**The problem:** Every line of the records below that holds the word "reader" belongs in the answer.

**Saved entries:**
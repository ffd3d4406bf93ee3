pub(crate) mod sidebar_tree;
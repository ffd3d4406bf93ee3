use iced::alignment::{Horizontal, Vertical};
use iced::widget::{Stack, container, mouse_area};
use iced::window::Direction;
use iced::{Element, Length, Theme, mouse};

const RESIZE_EDGE_THICKNESS: f32 = 6.0;
const RESIZE_CORNER_THICKNESS: f32 = 12.0;

/// Events emitted by the window resize grips.
#[derive(Debug, Clone)]
pub(crate) enum ResizeGripEvent {
    Resize(Direction),
}

/// Render the eight-directional window-resize grip overlays.
pub(crate) fn view() -> Element<'static, ResizeGripEvent, Theme, iced::Renderer>
{
    let grips = [
        Direction::North,
        Direction::South,
        Direction::East,
        Direction::West,
        Direction::NorthWest,
        Direction::NorthEast,
        Direction::SouthWest,
        Direction::SouthEast,
    ];

    Stack::with_children(grips.into_iter().map(grip))
        .width(Length::Fill)
        .height(Length::Fill)
        .into()
}

fn grip(
    direction: Direction,
) -> Element<'static, ResizeGripEvent, Theme, iced::Renderer> {
    let (width, height, align_x, align_y, interaction) = match direction {
        Direction::North => (
            Length::Fill,
            Length::Fixed(RESIZE_EDGE_THICKNESS),
            Horizontal::Left,
            Vertical::Top,
            mouse::Interaction::ResizingVertically,
        ),
        Direction::South => (
            Length::Fill,
            Length::Fixed(RESIZE_EDGE_THICKNESS),
            Horizontal::Left,
            Vertical::Bottom,
            mouse::Interaction::ResizingVertically,
        ),
        Direction::East => (
            Length::Fixed(RESIZE_EDGE_THICKNESS),
            Length::Fill,
            Horizontal::Right,
            Vertical::Top,
            mouse::Interaction::ResizingHorizontally,
        ),
        Direction::West => (
            Length::Fixed(RESIZE_EDGE_THICKNESS),
            Length::Fill,
            Horizontal::Left,
            Vertical::Top,
            mouse::Interaction::ResizingHorizontally,
        ),
        Direction::NorthWest => corner(
            Horizontal::Left,
            Vertical::Top,
            mouse::Interaction::ResizingDiagonallyDown,
        ),
        Direction::NorthEast => corner(
            Horizontal::Right,
            Vertical::Top,
            mouse::Interaction::ResizingDiagonallyUp,
        ),
        Direction::SouthWest => corner(
            Horizontal::Left,
            Vertical::Bottom,
            mouse::Interaction::ResizingDiagonallyUp,
        ),
        Direction::SouthEast => corner(
            Horizontal::Right,
            Vertical::Bottom,
            mouse::Interaction::ResizingDiagonallyDown,
        ),
    };

    let handle = mouse_area(container("").width(width).height(height))
        .on_press(ResizeGripEvent::Resize(direction))
        .interaction(interaction);

    container(handle)
        .width(Length::Fill)
        .height(Length::Fill)
        .align_x(align_x)
        .align_y(align_y)
        .into()
}

fn corner(
    align_x: Horizontal,
    align_y: Vertical,
    interaction: mouse::Interaction,
) -> (Length, Length, Horizontal, Vertical, mouse::Interaction) {
    (
        Length::Fixed(RESIZE_CORNER_THICKNESS),
        Length::Fixed(RESIZE_CORNER_THICKNESS),
        align_x,
        align_y,
        interaction,
    )
}
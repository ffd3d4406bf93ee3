use std::time::Duration;

use iced::{Subscription, window};

use crate::app::{App, AppEvent};
use crate::widgets::editor::EditorCommand;

const STATUS_TICK_MS: u64 = 500;

/// Build the active subscription set from current app state.
pub(super) fn subscription(app: &App) -> Subscription<AppEvent> {
    let win_subs = window::events().map(|(_id, event)| AppEvent::Window(event));
    let key_subs = iced::keyboard::listen().map(AppEvent::Keyboard);

    let mut subs = vec![win_subs, key_subs];

    // Clock for reverting transient status messages.
    if app.widgets.editor.has_transient_status() {
        let tick = iced::time::every(Duration::from_millis(STATUS_TICK_MS))
            .map(|_| AppEvent::EditorCommand(EditorCommand::Tick));
        subs.push(tick);
    }

    Subscription::batch(subs)
}
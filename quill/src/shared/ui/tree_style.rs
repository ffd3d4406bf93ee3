use iced::widget::{container, scrollable};
use iced::{Background, Border, Color};

use super::theme::IcedColorPalette;

const ACTIVE_ALPHA: f32 = 0.7;
const HOVER_ALPHA: f32 = 0.6;
const SCROLLER_IDLE_ALPHA: f32 = 0.35;
const SCROLLER_ENGAGED_ALPHA: f32 = 0.8;

/// Highlight applied to a file tree row.
///
/// The opened file keeps its highlight while the pointer is over it.
#[derive(Debug, Clone, Copy, PartialEq, Eq)]
pub(crate) enum RowHighlight {
    Plain,
    Hovered,
    Active,
}

impl RowHighlight {
    pub(crate) fn of(is_active: bool, is_hovered: bool) -> Self {
        match (is_active, is_hovered) {
            (true, _) => Self::Active,
            (false, true) => Self::Hovered,
            (false, false) => Self::Plain,
        }
    }

    fn background(self, palette: &IcedColorPalette) -> Option<Background> {
        let tint = |color: Color, alpha: f32| Color { a: alpha, ..color };
        match self {
            Self::Plain => None,
            Self::Hovered => Some(tint(palette.overlay, HOVER_ALPHA).into()),
            Self::Active => Some(tint(palette.dim_blue, ACTIVE_ALPHA).into()),
        }
    }
}

/// Container style of a file tree row.
pub(crate) fn tree_row_style(
    palette: &IcedColorPalette,
    highlight: RowHighlight,
) -> container::Style {
    container::Style {
        background: highlight.background(palette),
        text_color: Some(palette.foreground),
        ..Default::default()
    }
}

/// Square-cornered sidebar scrollbar that brightens while in use.
pub(crate) fn sidebar_scroll_style(
    palette: IcedColorPalette,
) -> impl Fn(&iced::Theme, scrollable::Status) -> scrollable::Style + 'static {
    move |theme, status| {
        let mut style = scrollable::default(theme, status);
        let alpha = match status {
            scrollable::Status::Active { .. } => SCROLLER_IDLE_ALPHA,
            scrollable::Status::Hovered { .. }
            | scrollable::Status::Dragged { .. } => SCROLLER_ENGAGED_ALPHA,
        };

        let rail = &mut style.vertical_rail;
        rail.background = None;
        rail.border = Border::default();
        rail.scroller.border = Border::default();
        rail.scroller.background = Background::Color(Color {
            a: alpha,
            ..palette.dim_foreground
        });

        style
    }
}

#[cfg(test)]
mod tests {
    use super::{RowHighlight, tree_row_style};
    use crate::shared::ui::theme::{ColorPalette, IcedColorPalette};

    #[test]
    fn given_active_row_under_pointer_when_styled_then_active_highlight_wins() {
        assert_eq!(RowHighlight::of(true, true), RowHighlight::Active);
        assert_eq!(RowHighlight::of(false, true), RowHighlight::Hovered);
        assert_eq!(RowHighlight::of(false, false), RowHighlight::Plain);
    }

    #[test]
    fn given_plain_row_when_styled_then_no_background_is_painted() {
        let palette = IcedColorPalette::from(&ColorPalette::default());

        let plain = tree_row_style(&palette, RowHighlight::Plain);
        let active = tree_row_style(&palette, RowHighlight::Active);

        assert!(plain.background.is_none());
        assert!(active.background.is_some());
        assert_eq!(plain.text_color, Some(palette.foreground));
    }
}
use std::path::Path;

use crate::entry::{DirectoryEntry, sort_entries};
use crate::errors::GatewayError;

/// Filesystem operations consumed by the editor.
///
/// Implementations must be cheap to share between async tasks; every call
/// is a single blocking request and carries no state between calls.
pub trait FileSystem: Send + Sync {
    /// List the direct children of `path`, already ordered for display.
    fn list_directory(
        &self,
        path: &Path,
    ) -> Result<Vec<DirectoryEntry>, GatewayError>;

    fn read_file(&self, path: &Path) -> Result<String, GatewayError>;

    fn write_file(&self, path: &Path, content: &str)
    -> Result<(), GatewayError>;

    fn file_size(&self, path: &Path) -> Result<u64, GatewayError>;
}

/// List a directory, degrading any failure to an empty listing.
pub fn list_directory_or_empty(
    fs: &dyn FileSystem,
    path: &Path,
) -> Vec<DirectoryEntry> {
    match fs.list_directory(path) {
        Ok(entries) => entries,
        Err(err) => {
            log::warn!("gateway failed to list directory: {err}");
            Vec::new()
        },
    }
}

/// [`FileSystem`] backed by the operating system.
#[derive(Debug, Default, Clone, Copy)]
pub struct LocalFileSystem;

impl FileSystem for LocalFileSystem {
    fn list_directory(
        &self,
        path: &Path,
    ) -> Result<Vec<DirectoryEntry>, GatewayError> {
        let reader = std::fs::read_dir(path).map_err(|err| {
            if path.is_file() {
                GatewayError::NotADirectory(path.to_path_buf())
            } else {
                GatewayError::io(path, err)
            }
        })?;

        let mut entries = Vec::new();
        for entry in reader {
            let entry = match entry {
                Ok(entry) => entry,
                Err(err) => {
                    log::warn!("gateway failed to read entry: {err}");
                    continue;
                },
            };

            let file_type = match entry.file_type() {
                Ok(file_type) => file_type,
                Err(err) => {
                    log::warn!("gateway failed to read entry type: {err}");
                    continue;
                },
            };

            let name = entry.file_name().to_string_lossy().to_string();
            entries.push(DirectoryEntry::new(
                name,
                entry.path(),
                file_type.is_dir(),
                file_type.is_file(),
            ));
        }

        sort_entries(&mut entries);
        Ok(entries)
    }

    fn read_file(&self, path: &Path) -> Result<String, GatewayError> {
        if path.is_dir() {
            return Err(GatewayError::NotAFile(path.to_path_buf()));
        }
        std::fs::read_to_string(path).map_err(|err| GatewayError::io(path, err))
    }

    fn write_file(
        &self,
        path: &Path,
        content: &str,
    ) -> Result<(), GatewayError> {
        std::fs::write(path, content).map_err(|err| GatewayError::io(path, err))
    }

    fn file_size(&self, path: &Path) -> Result<u64, GatewayError> {
        std::fs::metadata(path)
            .map(|meta| meta.len())
            .map_err(|err| GatewayError::io(path, err))
    }
}

#[cfg(test)]
mod tests {
    use std::fs;
    use std::path::PathBuf;
    use std::time::{SystemTime, UNIX_EPOCH};

    use super::{FileSystem, LocalFileSystem, list_directory_or_empty};
    use crate::GatewayError;

    #[test]
    fn given_directory_with_files_when_listed_then_entries_are_ordered() {
        let root = test_temp_dir("list_directory");
        fs::create_dir_all(root.join("b-dir"))
            .expect("folder should be created");
        fs::write(root.join("a.txt"), "ok").expect("file should be created");
        fs::write(root.join("C.md"), "ok").expect("file should be created");

        let entries = LocalFileSystem
            .list_directory(&root)
            .expect("directory should list");

        let names: Vec<&str> = entries.iter().map(|e| e.name()).collect();
        assert_eq!(names, vec!["b-dir", "a.txt", "C.md"]);
        assert!(entries[0].is_directory());
        assert!(entries[1].is_file());
        assert_eq!(entries[1].path(), root.join("a.txt"));

        fs::remove_dir_all(root).expect("test directory should be removed");
    }

    #[test]
    fn given_missing_directory_when_listed_or_empty_then_nothing_is_returned()
    {
        let root = test_temp_dir("missing_directory");
        let missing = root.join("does-not-exist");

        let entries = list_directory_or_empty(&LocalFileSystem, &missing);

        assert!(entries.is_empty());
        fs::remove_dir_all(root).expect("test directory should be removed");
    }

    #[test]
    fn given_written_file_when_read_back_then_content_and_size_match() {
        let root = test_temp_dir("write_read");
        let path = root.join("main.py");

        LocalFileSystem
            .write_file(&path, "print('hi')\n")
            .expect("file should be written");
        let content =
            LocalFileSystem.read_file(&path).expect("file should be read");
        let size = LocalFileSystem.file_size(&path).expect("size should load");

        assert_eq!(content, "print('hi')\n");
        assert_eq!(size, 12);
        fs::remove_dir_all(root).expect("test directory should be removed");
    }

    #[test]
    fn given_directory_path_when_read_as_file_then_not_a_file_is_returned() {
        let root = test_temp_dir("read_directory");

        let result = LocalFileSystem.read_file(&root);

        assert!(matches!(result, Err(GatewayError::NotAFile(_))));
        fs::remove_dir_all(root).expect("test directory should be removed");
    }

    fn test_temp_dir(test_name: &str) -> PathBuf {
        let stamp = SystemTime::now()
            .duration_since(UNIX_EPOCH)
            .expect("clock should be monotonic")
            .as_nanos();
        let dir = std::env::temp_dir().join(format!(
            "quill-gateway-{test_name}-{stamp}-{}",
            std::process::id()
        ));

        fs::create_dir_all(&dir).expect("test directory should be created");
        dir
    }
}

**Response to this task:**
        let reader = std::fs::read_dir(path).map_err(|err| {
        for entry in reader {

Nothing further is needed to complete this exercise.